Seems F1 fans and casual observers agree with the Spaniard. They’re loving F1’s brave new Wacky Races world and viewing figures are up across the board.
Certainly the much lobbied for rules and regulations introduced this year – giving us DRS, KERS and rapidly degrading tyres – have created a wildly variable set of scenarios with easier and therefore increased amounts of overtaking, untold pit stops, crazy race strategies and more. Is it not therefore reasonable to expect the FIA, Pirelli, the teams and drivers to take more than a handful of races to get used to them all?

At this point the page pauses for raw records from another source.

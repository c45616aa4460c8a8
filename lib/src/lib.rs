//! Probe the mail exchangers of a domain over SMTP, without sending a
//! message, to tell whether an address is deliverable, whether the domain
//! accepts mail for any address (catch-all), whether the mailbox is full and
//! whether the provider disabled it.
//!
//! ```no_run
//! # async fn run() -> Result<(), Box<dyn std::error::Error>> {
//! use mxprobe_lib::{Config, Verifier};
//!
//! let verifier = Verifier::new(Config {
//!     smtp_check_enabled: true,
//!     ..Default::default()
//! })?;
//! let result = verifier.check_smtp("example.com", Some("alice")).await?;
//! println!("{result:?}");
//! # Ok(())
//! # }
//! ```

use std::sync::Arc;

use hickory_resolver::TokioResolver;
use serde::{Deserialize, Serialize};

mod config;
mod dial;
mod error;
mod heuristics;
mod mx;
mod probe;
mod race;

pub use config::Config;
pub use error::{Error, ErrorKind, Incomplete, Result, SmtpError};
pub use mx::LookupMx;

use dial::{DialSettings, Proxy};

/// Outcome of the SMTP probes for one address
#[derive(Debug, Clone, Copy, Default, PartialEq, Eq, Serialize, Deserialize)]
pub struct SmtpResult {
    /// A session could be established with one of the exchangers
    pub host_exists: bool,
    /// The mailbox is out of storage
    pub full_inbox: bool,
    /// The domain accepts mail for any local part
    pub catch_all: bool,
    /// The server accepted the specific recipient
    pub deliverable: bool,
    /// The provider blocked or disabled the address
    pub disabled: bool,
}

/// Runs SMTP verifications with a fixed [`Config`].
#[derive(Clone)]
pub struct Verifier<R = TokioResolver> {
    config: Arc<Config>,
    dial: DialSettings,
    resolver: R,
}

impl Verifier {
    /// Create a verifier backed by the system DNS configuration
    pub fn new(config: Config) -> Result<Self> {
        Self::with_resolver(config, mx::system_resolver()?)
    }
}

impl<R: LookupMx> Verifier<R> {
    /// Create a verifier resolving mail exchangers through `resolver`
    pub fn with_resolver(config: Config, resolver: R) -> Result<Self> {
        let proxy = config
            .proxy_uri
            .as_deref()
            .map(str::trim)
            .filter(|uri| !uri.is_empty())
            .map(Proxy::parse)
            .transpose()?;

        let dial = DialSettings {
            hello_name: config.hello_name.clone(),
            port: config.port,
            proxy,
            timeout: config.dial_timeout,
        };

        Ok(Self {
            config: Arc::new(config),
            dial,
            resolver,
        })
    }

    /// The configuration this verifier was built with
    pub fn config(&self) -> &Config {
        &self.config
    }

    /// Verify `address` by splitting it into local part and domain.
    /// The address is expected to be syntactically valid already.
    pub async fn check(&self, address: &str) -> std::result::Result<Option<SmtpResult>, Incomplete> {
        match address.rsplit_once('@') {
            Some((local_part, domain)) if !local_part.is_empty() && !domain.is_empty() => {
                self.check_smtp(domain, Some(local_part)).await
            }
            _ => Err(Incomplete {
                result: SmtpResult::default(),
                source: Error::InvalidAddress(address.into()).into(),
            }),
        }
    }

    /// Perform the SMTP verification of `domain`.
    ///
    /// `username` is used to check the deliverability of a specific address;
    /// it is skipped on catch-all servers where the answer carries no
    /// information. Returns `Ok(None)` when SMTP checking is disabled.
    pub async fn check_smtp(
        &self,
        domain: &str,
        username: Option<&str>,
    ) -> std::result::Result<Option<SmtpResult>, Incomplete> {
        if !self.config.smtp_check_enabled {
            return Ok(None);
        }

        let mut result = SmtpResult::default();

        if let Err(source) = self.check_catch_all(domain, &mut result).await {
            tracing::info!(domain, %source, "catch-all probe failed");
            return Err(Incomplete { result, source });
        }

        let username = username.filter(|name| !name.is_empty());
        let Some(username) = username.filter(|_| !result.catch_all) else {
            tracing::info!(domain, ?result, "SMTP verification finished");
            return Ok(Some(result));
        };

        // Reopen rather than add a second recipient to the same session:
        // some servers (notably Microsoft) then answer with errors such as
        // `452 4.5.3 Recipients belong to multiple regions`
        if let Err(source) = self.check_presence(domain, username, &mut result).await {
            tracing::info!(domain, %source, "deliverability probe failed");
            return Err(Incomplete { result, source });
        }

        tracing::info!(domain, username, ?result, "SMTP verification finished");
        Ok(Some(result))
    }
}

For as long as I’ve been watching and/or working in F1 a season will generally throw up four or five cracking events, a few mediocre ones, and a certain number of not so interesting Sunday afternoon drives. Next time a race doesn’t quite live up to their expectations, couldn’t those now criticising the sport bear the flow of a year’s racing in mind rather than bow to the attention-deficit nature of modern day reportage and dismiss it all out of hand?
Sagacity imparted in black and white, and now getting ready to leave, one ‘seasoned’ tabloid scribbler stands over my computer screen and proudly proclaims, “Yes, but you see this was the wrong type of overtaking.” With the impressive tally of four grands prix under his belt, he’s certainly formed an opinion quickly. Never mind that he’s wrong, he’s going to tell the world how it is.
Next up is Barcelona and they always moan there!